- _Goal of the exercise_
The number of lines below holding the string "iter" is the only answer wanted.

** Opening Dataset block **

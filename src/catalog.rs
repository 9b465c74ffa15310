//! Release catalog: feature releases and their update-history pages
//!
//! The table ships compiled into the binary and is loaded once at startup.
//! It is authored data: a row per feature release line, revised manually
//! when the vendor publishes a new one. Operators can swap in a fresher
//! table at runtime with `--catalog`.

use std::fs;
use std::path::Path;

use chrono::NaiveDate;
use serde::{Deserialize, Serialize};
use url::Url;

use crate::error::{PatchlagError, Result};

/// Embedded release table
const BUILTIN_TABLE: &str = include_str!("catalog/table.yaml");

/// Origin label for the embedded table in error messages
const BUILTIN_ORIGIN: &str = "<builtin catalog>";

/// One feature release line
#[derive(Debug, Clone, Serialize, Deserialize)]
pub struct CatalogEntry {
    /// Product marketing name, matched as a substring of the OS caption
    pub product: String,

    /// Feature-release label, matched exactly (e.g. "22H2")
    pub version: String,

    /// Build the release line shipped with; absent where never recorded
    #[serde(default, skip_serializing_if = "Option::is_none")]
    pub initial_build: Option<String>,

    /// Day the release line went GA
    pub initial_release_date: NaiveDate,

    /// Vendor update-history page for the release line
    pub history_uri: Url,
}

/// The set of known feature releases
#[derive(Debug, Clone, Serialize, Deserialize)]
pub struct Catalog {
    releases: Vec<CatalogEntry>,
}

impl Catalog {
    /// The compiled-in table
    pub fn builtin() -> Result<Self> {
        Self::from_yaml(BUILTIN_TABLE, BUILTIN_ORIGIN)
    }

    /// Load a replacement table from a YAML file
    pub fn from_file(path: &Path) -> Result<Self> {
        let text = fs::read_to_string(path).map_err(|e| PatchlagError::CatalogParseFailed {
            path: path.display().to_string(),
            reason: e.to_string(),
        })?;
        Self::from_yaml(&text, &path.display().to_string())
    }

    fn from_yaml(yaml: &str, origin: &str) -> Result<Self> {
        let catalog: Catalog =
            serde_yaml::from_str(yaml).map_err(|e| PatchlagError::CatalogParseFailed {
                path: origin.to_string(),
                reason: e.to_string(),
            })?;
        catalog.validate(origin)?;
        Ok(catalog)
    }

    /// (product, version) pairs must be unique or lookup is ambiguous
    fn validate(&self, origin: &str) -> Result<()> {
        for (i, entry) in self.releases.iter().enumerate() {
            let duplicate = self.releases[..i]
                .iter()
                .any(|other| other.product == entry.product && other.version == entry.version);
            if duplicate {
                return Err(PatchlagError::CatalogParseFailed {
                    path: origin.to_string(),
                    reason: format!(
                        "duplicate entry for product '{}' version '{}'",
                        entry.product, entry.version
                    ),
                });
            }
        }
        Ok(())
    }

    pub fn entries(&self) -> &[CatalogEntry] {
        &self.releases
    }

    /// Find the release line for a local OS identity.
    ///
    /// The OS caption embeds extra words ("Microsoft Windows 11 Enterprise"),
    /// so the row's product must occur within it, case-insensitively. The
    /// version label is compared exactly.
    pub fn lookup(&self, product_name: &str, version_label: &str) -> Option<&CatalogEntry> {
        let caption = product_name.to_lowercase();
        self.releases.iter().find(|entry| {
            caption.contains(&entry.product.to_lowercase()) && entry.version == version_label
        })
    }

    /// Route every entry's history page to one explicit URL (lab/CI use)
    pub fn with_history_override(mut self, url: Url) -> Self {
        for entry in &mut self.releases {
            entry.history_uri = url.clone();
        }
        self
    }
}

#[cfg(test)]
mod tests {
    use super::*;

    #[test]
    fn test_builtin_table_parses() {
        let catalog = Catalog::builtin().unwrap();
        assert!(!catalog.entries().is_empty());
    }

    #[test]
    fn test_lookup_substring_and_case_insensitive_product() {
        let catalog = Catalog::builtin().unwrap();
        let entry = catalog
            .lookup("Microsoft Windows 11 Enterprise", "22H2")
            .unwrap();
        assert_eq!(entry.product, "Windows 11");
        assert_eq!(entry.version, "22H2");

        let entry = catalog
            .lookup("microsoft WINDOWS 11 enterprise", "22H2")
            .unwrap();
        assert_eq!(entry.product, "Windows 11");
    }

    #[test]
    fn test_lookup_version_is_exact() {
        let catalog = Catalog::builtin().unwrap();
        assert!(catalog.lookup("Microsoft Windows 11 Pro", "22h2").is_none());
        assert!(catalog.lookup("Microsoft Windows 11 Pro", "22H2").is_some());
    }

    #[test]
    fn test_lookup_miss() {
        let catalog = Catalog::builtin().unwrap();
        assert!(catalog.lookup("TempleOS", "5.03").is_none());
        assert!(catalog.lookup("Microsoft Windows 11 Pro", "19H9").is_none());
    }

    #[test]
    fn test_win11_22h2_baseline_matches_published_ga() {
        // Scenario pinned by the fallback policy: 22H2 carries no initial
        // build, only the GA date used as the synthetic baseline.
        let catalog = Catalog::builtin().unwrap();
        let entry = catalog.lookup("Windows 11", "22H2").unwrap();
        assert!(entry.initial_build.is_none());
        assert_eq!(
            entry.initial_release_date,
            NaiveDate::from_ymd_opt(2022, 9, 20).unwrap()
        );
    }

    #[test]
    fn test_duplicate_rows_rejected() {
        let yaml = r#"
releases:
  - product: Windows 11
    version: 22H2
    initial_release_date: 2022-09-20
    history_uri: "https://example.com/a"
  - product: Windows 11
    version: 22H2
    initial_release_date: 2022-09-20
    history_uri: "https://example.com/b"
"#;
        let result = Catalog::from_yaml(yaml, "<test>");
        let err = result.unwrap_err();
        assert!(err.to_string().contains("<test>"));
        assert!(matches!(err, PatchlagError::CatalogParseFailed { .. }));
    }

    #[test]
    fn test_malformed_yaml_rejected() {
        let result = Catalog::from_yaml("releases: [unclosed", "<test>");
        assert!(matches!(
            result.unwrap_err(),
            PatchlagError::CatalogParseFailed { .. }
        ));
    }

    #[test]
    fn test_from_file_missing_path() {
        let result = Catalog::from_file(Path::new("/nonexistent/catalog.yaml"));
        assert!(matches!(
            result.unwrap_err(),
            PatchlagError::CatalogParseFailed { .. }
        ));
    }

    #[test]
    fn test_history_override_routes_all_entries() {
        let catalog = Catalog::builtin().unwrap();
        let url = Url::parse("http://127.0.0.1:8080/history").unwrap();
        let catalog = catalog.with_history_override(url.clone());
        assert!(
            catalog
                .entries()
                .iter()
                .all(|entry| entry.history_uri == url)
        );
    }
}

** Closing Dataset block **

- _Exercise output_
4